> **Extracted data**:
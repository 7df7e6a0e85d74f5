//! Device-local key-value storage.
//!
//! All per-device policy state (session window, step-up deadline, lockout) lives behind
//! [`KeyValueStore`] so it can be swapped between a JSON file, memory, or anything else a
//! host provides.

use async_trait::async_trait;
use std::{
    collections::BTreeMap,
    path::{Path, PathBuf},
};
use thiserror::Error;
use tokio::sync::Mutex;

#[derive(Debug, Error)]
pub enum StoreError {
    #[error("Storage I/O failed: {0}")]
    Io(#[from] std::io::Error),
    #[error("Storage is corrupt: {0}")]
    Corrupt(String),
}

#[async_trait]
pub trait KeyValueStore: Send + Sync {
    async fn get(&self, key: &str) -> Result<Option<String>, StoreError>;
    async fn set(&self, key: &str, value: &str) -> Result<(), StoreError>;
    async fn remove(&self, key: &str) -> Result<(), StoreError>;
}

#[derive(Debug, Default)]
pub struct MemoryStore {
    entries: Mutex<BTreeMap<String, String>>,
}

impl MemoryStore {
    #[must_use]
    pub fn new() -> Self {
        Self::default()
    }
}

#[async_trait]
impl KeyValueStore for MemoryStore {
    async fn get(&self, key: &str) -> Result<Option<String>, StoreError> {
        Ok(self.entries.lock().await.get(key).cloned())
    }

    async fn set(&self, key: &str, value: &str) -> Result<(), StoreError> {
        self.entries
            .lock()
            .await
            .insert(key.to_string(), value.to_string());
        Ok(())
    }

    async fn remove(&self, key: &str) -> Result<(), StoreError> {
        self.entries.lock().await.remove(key);
        Ok(())
    }
}

/// Flat JSON object on disk. Writes go to a sibling temp file and are renamed into place.
#[derive(Debug)]
pub struct JsonFileStore {
    path: PathBuf,
    lock: Mutex<()>,
}

impl JsonFileStore {
    #[must_use]
    pub fn new(path: impl Into<PathBuf>) -> Self {
        Self {
            path: path.into(),
            lock: Mutex::new(()),
        }
    }

    #[must_use]
    pub fn path(&self) -> &Path {
        &self.path
    }

    async fn load(&self) -> Result<BTreeMap<String, String>, StoreError> {
        match tokio::fs::read(&self.path).await {
            Ok(bytes) if bytes.is_empty() => Ok(BTreeMap::new()),
            Ok(bytes) => serde_json::from_slice(&bytes)
                .map_err(|err| StoreError::Corrupt(format!("{}: {err}", self.path.display()))),
            Err(err) if err.kind() == std::io::ErrorKind::NotFound => Ok(BTreeMap::new()),
            Err(err) => Err(err.into()),
        }
    }

    async fn save(&self, entries: &BTreeMap<String, String>) -> Result<(), StoreError> {
        let bytes = serde_json::to_vec_pretty(entries)
            .map_err(|err| StoreError::Corrupt(err.to_string()))?;
        let tmp = self.path.with_extension("tmp");
        tokio::fs::write(&tmp, bytes).await?;
        tokio::fs::rename(&tmp, &self.path).await?;
        Ok(())
    }
}

#[async_trait]
impl KeyValueStore for JsonFileStore {
    async fn get(&self, key: &str) -> Result<Option<String>, StoreError> {
        let _guard = self.lock.lock().await;
        Ok(self.load().await?.remove(key))
    }

    async fn set(&self, key: &str, value: &str) -> Result<(), StoreError> {
        let _guard = self.lock.lock().await;
        let mut entries = self.load().await?;
        entries.insert(key.to_string(), value.to_string());
        self.save(&entries).await
    }

    async fn remove(&self, key: &str) -> Result<(), StoreError> {
        let _guard = self.lock.lock().await;
        let mut entries = self.load().await?;
        if entries.remove(key).is_some() {
            self.save(&entries).await?;
        }
        Ok(())
    }
}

> **To do**:
Print the listing above in its entirety, with every line exact.

> **Task output**:
repository 7df7e6a0e85d74f5
//! Device-local key-value storage.
//!
//! All per-device policy state (session window, step-up deadline, lockout) lives behind
//! [`KeyValueStore`] so it can be swapped between a JSON file, memory, or anything else a
//! host provides.

use async_trait::async_trait;
use std::{
    collections::BTreeMap,
    path::{Path, PathBuf},
};
use thiserror::Error;
use tokio::sync::Mutex;

#[derive(Debug, Error)]
pub enum StoreError {
    #[error("Storage I/O failed: {0}")]
    Io(#[from] std::io::Error),
    #[error("Storage is corrupt: {0}")]
    Corrupt(String),
}

#[async_trait]
pub trait KeyValueStore: Send + Sync {
    async fn get(&self, key: &str) -> Result<Option<String>, StoreError>;
    async fn set(&self, key: &str, value: &str) -> Result<(), StoreError>;
    async fn remove(&self, key: &str) -> Result<(), StoreError>;
}

#[derive(Debug, Default)]
pub struct MemoryStore {
    entries: Mutex<BTreeMap<String, String>>,
}

impl MemoryStore {
    #[must_use]
    pub fn new() -> Self {
        Self::default()
    }
}

#[async_trait]
impl KeyValueStore for MemoryStore {
    async fn get(&self, key: &str) -> Result<Option<String>, StoreError> {
        Ok(self.entries.lock().await.get(key).cloned())
    }

    async fn set(&self, key: &str, value: &str) -> Result<(), StoreError> {
        self.entries
            .lock()
            .await
            .insert(key.to_string(), value.to_string());
        Ok(())
    }

    async fn remove(&self, key: &str) -> Result<(), StoreError> {
        self.entries.lock().await.remove(key);
        Ok(())
    }
}

/// Flat JSON object on disk. Writes go to a sibling temp file and are renamed into place.
#[derive(Debug)]
pub struct JsonFileStore {
    path: PathBuf,
    lock: Mutex<()>,
}

impl JsonFileStore {
    #[must_use]
    pub fn new(path: impl Into<PathBuf>) -> Self {
        Self {
            path: path.into(),
            lock: Mutex::new(()),
        }
    }

    #[must_use]
    pub fn path(&self) -> &Path {
        &self.path
    }

    async fn load(&self) -> Result<BTreeMap<String, String>, StoreError> {
        match tokio::fs::read(&self.path).await {
            Ok(bytes) if bytes.is_empty() => Ok(BTreeMap::new()),
            Ok(bytes) => serde_json::from_slice(&bytes)
                .map_err(|err| StoreError::Corrupt(format!("{}: {err}", self.path.display()))),
            Err(err) if err.kind() == std::io::ErrorKind::NotFound => Ok(BTreeMap::new()),
            Err(err) => Err(err.into()),
        }
    }

    async fn save(&self, entries: &BTreeMap<String, String>) -> Result<(), StoreError> {
        let bytes = serde_json::to_vec_pretty(entries)
            .map_err(|err| StoreError::Corrupt(err.to_string()))?;
        let tmp = self.path.with_extension("tmp");
        tokio::fs::write(&tmp, bytes).await?;
        tokio::fs::rename(&tmp, &self.path).await?;
        Ok(())
    }
}

#[async_trait]
impl KeyValueStore for JsonFileStore {
    async fn get(&self, key: &str) -> Result<Option<String>, StoreError> {
        let _guard = self.lock.lock().await;
        Ok(self.load().await?.remove(key))
    }

    async fn set(&self, key: &str, value: &str) -> Result<(), StoreError> {
        let _guard = self.lock.lock().await;
        let mut entries = self.load().await?;
        entries.insert(key.to_string(), value.to_string());
        self.save(&entries).await
    }

    async fn remove(&self, key: &str) -> Result<(), StoreError> {
        let _guard = self.lock.lock().await;
        let mut entries = self.load().await?;
        if entries.remove(key).is_some() {
            self.save(&entries).await?;
        }
        Ok(())
    }
}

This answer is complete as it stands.